> [Your instructions]
Your answer should be every line from the records that contains "Serialize".

> [Dataset records]
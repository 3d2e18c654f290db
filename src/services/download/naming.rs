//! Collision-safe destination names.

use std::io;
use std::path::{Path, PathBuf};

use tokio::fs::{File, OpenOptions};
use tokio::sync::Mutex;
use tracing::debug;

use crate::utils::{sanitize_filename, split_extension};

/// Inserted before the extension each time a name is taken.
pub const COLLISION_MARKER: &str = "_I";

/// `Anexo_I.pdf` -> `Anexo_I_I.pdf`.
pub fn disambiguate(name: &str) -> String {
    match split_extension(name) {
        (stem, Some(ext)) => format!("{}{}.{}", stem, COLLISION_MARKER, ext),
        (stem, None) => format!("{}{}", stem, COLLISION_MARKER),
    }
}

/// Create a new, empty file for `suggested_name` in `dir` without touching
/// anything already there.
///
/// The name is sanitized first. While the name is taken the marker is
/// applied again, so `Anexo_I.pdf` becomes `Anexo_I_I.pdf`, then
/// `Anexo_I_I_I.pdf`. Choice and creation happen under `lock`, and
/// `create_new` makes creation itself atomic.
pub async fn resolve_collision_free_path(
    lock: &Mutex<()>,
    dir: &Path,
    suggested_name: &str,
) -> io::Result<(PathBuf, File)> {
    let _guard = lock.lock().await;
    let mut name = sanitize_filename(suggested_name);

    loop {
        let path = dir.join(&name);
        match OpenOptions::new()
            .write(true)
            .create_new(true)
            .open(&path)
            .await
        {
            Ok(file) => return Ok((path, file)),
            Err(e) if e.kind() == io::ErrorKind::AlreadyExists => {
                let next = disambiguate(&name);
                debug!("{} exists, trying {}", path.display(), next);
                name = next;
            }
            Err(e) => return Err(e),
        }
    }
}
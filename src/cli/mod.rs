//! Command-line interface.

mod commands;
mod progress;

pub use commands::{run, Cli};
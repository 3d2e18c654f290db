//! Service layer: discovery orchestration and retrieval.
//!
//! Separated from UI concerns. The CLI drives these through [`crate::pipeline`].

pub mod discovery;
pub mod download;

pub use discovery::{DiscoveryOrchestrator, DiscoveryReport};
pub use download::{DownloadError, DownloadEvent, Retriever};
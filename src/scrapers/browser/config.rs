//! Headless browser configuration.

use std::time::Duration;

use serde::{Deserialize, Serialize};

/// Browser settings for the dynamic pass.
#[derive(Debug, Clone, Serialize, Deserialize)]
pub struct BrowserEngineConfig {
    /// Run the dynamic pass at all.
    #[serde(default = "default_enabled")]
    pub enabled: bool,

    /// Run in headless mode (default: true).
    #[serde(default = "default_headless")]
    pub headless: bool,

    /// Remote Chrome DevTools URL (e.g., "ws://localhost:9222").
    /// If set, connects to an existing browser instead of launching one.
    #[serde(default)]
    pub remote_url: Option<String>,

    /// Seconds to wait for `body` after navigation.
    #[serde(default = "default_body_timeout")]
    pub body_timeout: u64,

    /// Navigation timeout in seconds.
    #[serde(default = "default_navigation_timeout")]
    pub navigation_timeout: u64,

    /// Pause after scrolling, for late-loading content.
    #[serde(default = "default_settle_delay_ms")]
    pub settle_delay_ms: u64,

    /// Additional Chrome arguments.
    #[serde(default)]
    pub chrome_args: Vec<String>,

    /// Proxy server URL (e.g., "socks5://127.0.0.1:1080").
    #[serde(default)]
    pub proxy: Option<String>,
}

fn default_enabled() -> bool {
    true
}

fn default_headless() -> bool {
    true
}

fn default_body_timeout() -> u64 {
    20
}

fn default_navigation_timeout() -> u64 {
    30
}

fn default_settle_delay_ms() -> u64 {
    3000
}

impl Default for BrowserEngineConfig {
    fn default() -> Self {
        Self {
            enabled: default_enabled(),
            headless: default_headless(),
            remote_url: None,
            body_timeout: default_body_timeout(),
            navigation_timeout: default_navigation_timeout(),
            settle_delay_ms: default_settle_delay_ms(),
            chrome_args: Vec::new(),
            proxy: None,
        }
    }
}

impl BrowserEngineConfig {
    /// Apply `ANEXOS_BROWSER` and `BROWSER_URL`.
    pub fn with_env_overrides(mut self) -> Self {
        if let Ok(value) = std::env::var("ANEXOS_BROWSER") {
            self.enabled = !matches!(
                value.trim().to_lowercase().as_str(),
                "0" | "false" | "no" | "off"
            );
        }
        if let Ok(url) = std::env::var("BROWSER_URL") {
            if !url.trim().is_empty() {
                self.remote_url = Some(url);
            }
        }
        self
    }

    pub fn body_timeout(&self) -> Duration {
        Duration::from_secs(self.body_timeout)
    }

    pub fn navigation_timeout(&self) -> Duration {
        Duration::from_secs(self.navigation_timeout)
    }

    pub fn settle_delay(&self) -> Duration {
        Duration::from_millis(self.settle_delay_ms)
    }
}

> [Task solution]
use serde::{Deserialize, Serialize};
#[derive(Debug, Clone, Serialize, Deserialize)]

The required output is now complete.